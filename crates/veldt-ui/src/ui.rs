//! The front object tying a widget tree to events, timers and drawing.
//!
//! Everything runs on one thread: the host loop feeds translated input
//! events into [`Ui::handle`], pumps [`Ui::run_timers`] with the current
//! instant, and encodes [`Ui::draw`]'s command list when anything is
//! damaged. Timers are the only asynchronous trigger and fire here, on the
//! same thread, as [`crate::event::Event::Timer`] deliveries.

use crate::base::{self, Widget, WidgetId};
use crate::draw::{DrawContext, DrawList};
use crate::event::{Event, EventContext, EventRouter};
use crate::hook::dispatch;
use crate::measure::{FixedMetrics, LabelMeasure};
use crate::style::StyleRegistry;
use crate::widgets::Window;
use std::time::Instant;
use veldt_core::timer::TimerQueue;

pub struct Ui {
    root: Window,
    router: EventRouter,
    timers: TimerQueue<WidgetId>,
    styles: StyleRegistry,
    measure: Box<dyn LabelMeasure>,
    list: DrawList,
}

impl Ui {
    pub fn new(styles: StyleRegistry, root: Window) -> Self {
        Self {
            root,
            router: EventRouter::new(),
            timers: TimerQueue::new(),
            styles,
            measure: Box::new(FixedMetrics),
            list: DrawList::new(),
        }
    }

    /// Replace the label measurer (e.g. with a real font backend).
    pub fn set_measure(&mut self, measure: Box<dyn LabelMeasure>) {
        self.measure = measure;
    }

    pub fn root(&self) -> &Window {
        &self.root
    }

    pub fn root_mut(&mut self) -> &mut Window {
        &mut self.root
    }

    pub fn styles(&self) -> &StyleRegistry {
        &self.styles
    }

    pub fn router(&self) -> &EventRouter {
        &self.router
    }

    pub fn timers(&self) -> &TimerQueue<WidgetId> {
        &self.timers
    }

    pub fn find_mut(&mut self, id: WidgetId) -> Option<&mut dyn Widget> {
        base::find_widget_mut(&mut self.root, id)
    }

    /// Deliver one input event. `now` anchors any timers the handling
    /// widgets schedule.
    pub fn handle(&mut self, event: Event, now: Instant) -> bool {
        let mut ctx = EventContext::new(&mut self.timers, now, &self.styles, self.measure.as_ref());
        self.router.route(&mut self.root, &event, &mut ctx)
    }

    /// Fire every timer due at `now`, delivering [`Event::Timer`] to the
    /// widget that scheduled it. Returns true if any timer was handled.
    pub fn run_timers(&mut self, now: Instant) -> bool {
        let due = self.timers.fire_due(now);
        let mut any = false;
        for (token, owner) in due {
            let mut ctx =
                EventContext::new(&mut self.timers, now, &self.styles, self.measure.as_ref());
            if let Some(widget) = base::find_widget_mut(&mut self.root, owner) {
                any |= dispatch::handle(widget, &Event::Timer { token }, &mut ctx);
            }
        }
        any
    }

    pub fn needs_redraw(&self) -> bool {
        base::needs_redraw(&self.root)
    }

    /// Rebuild the frame's draw list: the tree first, then window overlays
    /// on top.
    pub fn draw(&mut self) -> &DrawList {
        self.list.clear();
        let mut ctx = DrawContext {
            list: &mut self.list,
            styles: &self.styles,
            measure: self.measure.as_ref(),
        };
        dispatch::draw(&mut self.root, &mut ctx);
        dispatch::draw_overlay(&mut self.root, &mut ctx);
        &self.list
    }
}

● WHAT IS NEEDED: Return the span of lines in the data above that opens at the line with "let mut ctx = DrawContext" and closes at the line with "dispatch::draw(&mut self.root, &mut", exactly, ends included, nothing else.

● EXERCISE OUTPUT:
        let mut ctx = DrawContext {
            list: &mut self.list,
            styles: &self.styles,
            measure: self.measure.as_ref(),
        };
        dispatch::draw(&mut self.root, &mut ctx);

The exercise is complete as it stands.